One could ask, “Why not just turn your cell phone off?” But it seems we simply can’t seem to do that. 81% of Americans admit that they never turn their cell phones off. A recent study conducted by the AAA revealed that 70% of drivers admitted to talking on their cell while driving. 42% admitted to looking at or responding to texts while driving. And these percentages only account for those who admit – we can’t forget that many deny facts, even to themselves.
Bain isn’t quite ready to bring his invention to the popular hit TV show “Shark Tank”, where it could serious investment and marketing opportunities. But, as with any tool to combat an addiction, there are flaws.
We can see this invention becoming huge. But, we can also see how people would rationalize reasons not to use the CellSlip. The cost for it isn’t much: around $15. But that urge to check your phone might break through when you’re at a stop light. One might think, “Why not? Let me just check”. Others might think, “What if it were an emergency – I would pull over to take the phone call.”

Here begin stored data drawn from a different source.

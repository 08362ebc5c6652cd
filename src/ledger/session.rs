//! State of one kiosk screen.
//!
//! The session keeps what the customer typed, the last balance shown and the
//! last message. Each action ends by replacing the message exactly once, with
//! either its success text or the user-facing text of the failure.

use serde::Serialize;
use std::sync::Arc;
use tracing::warn;

use super::error::{LedgerError, LedgerResult};
use super::point_ledger::PointLedger;
use crate::config::LedgerSettings;
use crate::store::HistoryEntry;

#[derive(Debug, Clone, Copy, PartialEq, Eq, Serialize)]
#[serde(rename_all = "snake_case")]
pub enum NoticeKind {
    Success,
    Error,
}

#[derive(Debug, Clone, PartialEq, Eq, Serialize)]
pub struct Notice {
    pub kind: NoticeKind,
    pub message: String,
}

impl Notice {
    pub fn is_error(&self) -> bool {
        self.kind == NoticeKind::Error
    }
}

pub(crate) fn added_message(amount: u32, points: u32) -> String {
    format!(
        "Added {} point{}! You now have {} points",
        amount,
        if amount == 1 { "" } else { "s" },
        points
    )
}

pub(crate) fn redeemed_message(settings: &LedgerSettings, points: u32) -> String {
    format!(
        "Redeemed {} points! You received {}. {} points left",
        settings.redemption_cost, settings.reward_name, points
    )
}

pub struct KioskSession {
    ledger: Arc<PointLedger>,
    phone_input: String,
    current_points: Option<u32>,
    notice: Option<Notice>,
}

impl KioskSession {
    pub fn new(ledger: Arc<PointLedger>) -> Self {
        Self {
            ledger,
            phone_input: String::new(),
            current_points: None,
            notice: None,
        }
    }

    pub fn phone_input(&self) -> &str {
        &self.phone_input
    }

    /// Last balance shown, None until one was fetched for the current input.
    pub fn current_points(&self) -> Option<u32> {
        self.current_points
    }

    pub fn notice(&self) -> Option<&Notice> {
        self.notice.as_ref()
    }

    pub fn ledger(&self) -> &PointLedger {
        &self.ledger
    }

    /// Replaces the typed phone number. The shown balance belonged to the old
    /// number, so it is dropped.
    pub fn set_phone_input(&mut self, input: &str) {
        self.phone_input = input.to_string();
        self.current_points = None;
    }

    pub fn dismiss_notice(&mut self) {
        self.notice = None;
    }

    /// Looks up the balance of the typed phone number.
    pub async fn check_points(&mut self) -> &Notice {
        let result = self.fetch_balance().await;
        match result {
            Ok(points) => {
                self.current_points = Some(points);
                self.succeed(format!("You have {} points", points))
            }
            Err(err) => {
                self.current_points = None;
                self.fail("check_points", err)
            }
        }
    }

    /// Adds the per-tap amount to the typed phone number.
    pub async fn submit(&mut self) -> &Notice {
        let amount = self.ledger.settings().accrual_amount;
        self.add_points(amount).await
    }

    /// Adds `amount` points to the typed phone number. On success the input
    /// is cleared for the next customer while the new balance stays shown.
    pub async fn add_points(&mut self, amount: u32) -> &Notice {
        let result = self.accrue(amount).await;
        match result {
            Ok(points) => {
                self.phone_input.clear();
                self.current_points = Some(points);
                self.succeed(added_message(amount, points))
            }
            Err(err) => self.fail("add_points", err),
        }
    }

    /// Redeems one reward for the typed phone number.
    pub async fn redeem(&mut self) -> &Notice {
        let result = self.redeem_reward().await;
        match result {
            Ok(points) => {
                self.current_points = Some(points);
                let message = redeemed_message(self.ledger.settings(), points);
                self.succeed(message)
            }
            Err(err) => self.fail("redeem", err),
        }
    }

    /// Returns the redemption history, or None after reporting the failure.
    pub async fn history(&mut self) -> Option<Vec<HistoryEntry>> {
        match self.ledger.list_history().await {
            Ok(history) => {
                self.succeed(format!("{} redemptions so far", history.len()));
                Some(history)
            }
            Err(err) => {
                self.fail("history", err);
                None
            }
        }
    }

    /// Forgets the typed phone number and the shown balance. Stored points
    /// are untouched.
    pub fn clear(&mut self) -> &Notice {
        self.phone_input.clear();
        self.current_points = None;
        self.succeed("Form cleared".to_string())
    }

    async fn fetch_balance(&self) -> LedgerResult<u32> {
        let phone = self.ledger.validate_phone(&self.phone_input)?;
        self.ledger.get_balance(&phone).await
    }

    async fn accrue(&self, amount: u32) -> LedgerResult<u32> {
        let phone = self.ledger.validate_phone(&self.phone_input)?;
        self.ledger.add_points(&phone, amount).await
    }

    async fn redeem_reward(&self) -> LedgerResult<u32> {
        let phone = self.ledger.validate_phone(&self.phone_input)?;
        self.ledger.redeem(&phone).await
    }

    fn succeed(&mut self, message: String) -> &Notice {
        self.notice.insert(Notice {
            kind: NoticeKind::Success,
            message,
        })
    }

    fn fail(&mut self, action: &str, err: LedgerError) -> &Notice {
        if !err.is_validation() {
            warn!("Kiosk {} failed: {}", action, err);
        }
        self.notice.insert(Notice {
            kind: NoticeKind::Error,
            message: err.user_message(),
        })
    }
}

There are other ways to stop yourself from texting and driving that people should be aware of. For one, the SafeDrive No Texting while Driving app can be helpful when used correctly. It prevents people from using their phone while they’re driving over 10mph. It allows you to take emergency calls, play music and use GPS. But the fact is it still allows you to use your phone while driving at 10mph. And 10mph is enough to cause an accident.
The sad truth is, it may take both car manufacturers and cell phone manufacturers to be on the same page to fully put a stop to this problem. That may take a while. But the CellSlip is a serious move in the right direction. We hope drivers understand the psychology behind texting and driving so they can stop rationalizing reasons to use their phones while driving. The CellSlip can save lives. We should give it the chance it deserves.